Data to examine: Begin

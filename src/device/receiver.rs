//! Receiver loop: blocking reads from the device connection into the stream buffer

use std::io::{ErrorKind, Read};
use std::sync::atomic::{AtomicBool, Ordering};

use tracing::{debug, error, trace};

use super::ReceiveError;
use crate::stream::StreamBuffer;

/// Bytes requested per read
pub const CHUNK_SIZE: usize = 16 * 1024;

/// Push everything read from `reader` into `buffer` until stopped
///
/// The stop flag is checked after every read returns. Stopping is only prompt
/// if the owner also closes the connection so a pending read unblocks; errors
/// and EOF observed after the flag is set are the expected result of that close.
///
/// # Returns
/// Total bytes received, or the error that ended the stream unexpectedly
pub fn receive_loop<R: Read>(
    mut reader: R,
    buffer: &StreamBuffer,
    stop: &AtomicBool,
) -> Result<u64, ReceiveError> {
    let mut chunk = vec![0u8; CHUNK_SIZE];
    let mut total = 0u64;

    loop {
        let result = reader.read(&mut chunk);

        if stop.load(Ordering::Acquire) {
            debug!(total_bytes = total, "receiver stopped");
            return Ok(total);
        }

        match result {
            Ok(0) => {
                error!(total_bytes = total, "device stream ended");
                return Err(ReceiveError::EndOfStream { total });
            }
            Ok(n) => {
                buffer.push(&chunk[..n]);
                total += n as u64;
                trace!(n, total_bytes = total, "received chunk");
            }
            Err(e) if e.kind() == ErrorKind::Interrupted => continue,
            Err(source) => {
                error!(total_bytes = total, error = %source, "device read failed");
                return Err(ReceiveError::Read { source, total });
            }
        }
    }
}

Data to examine: End
Data to examine: Begin

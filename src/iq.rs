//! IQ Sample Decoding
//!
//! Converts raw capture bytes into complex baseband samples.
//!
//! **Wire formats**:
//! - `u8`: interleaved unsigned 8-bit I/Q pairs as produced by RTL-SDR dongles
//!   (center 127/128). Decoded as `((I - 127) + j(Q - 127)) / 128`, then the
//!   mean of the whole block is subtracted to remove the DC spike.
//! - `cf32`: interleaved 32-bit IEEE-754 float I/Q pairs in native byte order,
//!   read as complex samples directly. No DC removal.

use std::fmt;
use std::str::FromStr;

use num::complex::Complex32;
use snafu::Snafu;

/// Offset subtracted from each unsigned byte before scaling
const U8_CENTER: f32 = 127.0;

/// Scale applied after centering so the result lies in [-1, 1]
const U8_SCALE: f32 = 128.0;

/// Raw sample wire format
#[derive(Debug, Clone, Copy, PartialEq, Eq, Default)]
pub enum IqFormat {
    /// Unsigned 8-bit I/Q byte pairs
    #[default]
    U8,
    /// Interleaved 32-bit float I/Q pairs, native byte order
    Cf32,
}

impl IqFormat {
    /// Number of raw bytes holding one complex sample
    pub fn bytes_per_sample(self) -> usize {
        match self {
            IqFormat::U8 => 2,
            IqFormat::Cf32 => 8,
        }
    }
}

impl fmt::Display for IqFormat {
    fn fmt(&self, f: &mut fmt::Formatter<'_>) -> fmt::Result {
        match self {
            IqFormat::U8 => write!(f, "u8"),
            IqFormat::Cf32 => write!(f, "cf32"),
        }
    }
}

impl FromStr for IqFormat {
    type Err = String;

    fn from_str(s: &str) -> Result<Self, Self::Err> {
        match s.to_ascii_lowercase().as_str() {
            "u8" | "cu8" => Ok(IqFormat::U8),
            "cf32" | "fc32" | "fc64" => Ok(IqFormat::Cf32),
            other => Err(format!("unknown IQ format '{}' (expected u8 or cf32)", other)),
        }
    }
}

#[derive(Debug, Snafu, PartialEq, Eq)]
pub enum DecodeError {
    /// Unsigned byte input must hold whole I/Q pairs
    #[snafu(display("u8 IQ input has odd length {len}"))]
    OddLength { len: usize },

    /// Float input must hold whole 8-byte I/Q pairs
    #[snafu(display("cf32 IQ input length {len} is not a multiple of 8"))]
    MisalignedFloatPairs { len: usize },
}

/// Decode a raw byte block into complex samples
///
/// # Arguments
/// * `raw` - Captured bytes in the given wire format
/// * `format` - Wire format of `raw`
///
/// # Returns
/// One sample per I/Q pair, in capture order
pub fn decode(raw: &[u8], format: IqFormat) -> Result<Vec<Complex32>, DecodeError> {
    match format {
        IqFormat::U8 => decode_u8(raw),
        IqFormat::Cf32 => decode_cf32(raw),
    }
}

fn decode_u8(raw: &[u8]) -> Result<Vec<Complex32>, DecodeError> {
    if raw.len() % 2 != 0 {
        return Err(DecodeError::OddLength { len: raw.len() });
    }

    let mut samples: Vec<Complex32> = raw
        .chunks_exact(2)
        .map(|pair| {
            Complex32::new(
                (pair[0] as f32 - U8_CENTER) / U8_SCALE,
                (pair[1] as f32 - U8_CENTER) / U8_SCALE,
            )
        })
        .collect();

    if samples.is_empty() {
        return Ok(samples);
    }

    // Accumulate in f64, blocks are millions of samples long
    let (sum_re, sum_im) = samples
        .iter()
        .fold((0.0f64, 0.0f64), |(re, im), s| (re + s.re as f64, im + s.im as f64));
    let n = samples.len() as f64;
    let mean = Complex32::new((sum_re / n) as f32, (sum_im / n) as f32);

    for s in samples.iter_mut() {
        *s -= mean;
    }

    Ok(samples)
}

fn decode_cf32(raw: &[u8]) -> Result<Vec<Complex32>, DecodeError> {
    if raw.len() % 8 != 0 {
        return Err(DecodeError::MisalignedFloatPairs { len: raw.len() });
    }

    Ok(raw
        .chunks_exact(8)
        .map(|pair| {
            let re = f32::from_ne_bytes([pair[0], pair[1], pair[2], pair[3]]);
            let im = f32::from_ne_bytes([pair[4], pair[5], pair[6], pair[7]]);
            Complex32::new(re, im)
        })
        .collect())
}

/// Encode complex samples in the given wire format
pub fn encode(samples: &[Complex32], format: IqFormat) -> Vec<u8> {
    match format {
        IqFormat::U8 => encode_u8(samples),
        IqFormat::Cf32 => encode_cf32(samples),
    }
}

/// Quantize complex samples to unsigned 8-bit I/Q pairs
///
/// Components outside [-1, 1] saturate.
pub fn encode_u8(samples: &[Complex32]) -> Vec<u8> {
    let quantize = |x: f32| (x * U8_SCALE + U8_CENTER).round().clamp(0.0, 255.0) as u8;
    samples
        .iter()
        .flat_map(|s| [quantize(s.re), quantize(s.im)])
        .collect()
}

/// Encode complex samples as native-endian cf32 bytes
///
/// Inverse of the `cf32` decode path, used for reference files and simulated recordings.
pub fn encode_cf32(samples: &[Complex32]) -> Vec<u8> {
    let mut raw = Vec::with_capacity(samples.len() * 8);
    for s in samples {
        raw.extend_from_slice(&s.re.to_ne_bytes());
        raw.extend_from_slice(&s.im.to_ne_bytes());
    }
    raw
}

Data to examine: End

- **Exercise**:
Your reply should be one number: how many lines in the listing hold the word "given".

- **Result below**:
2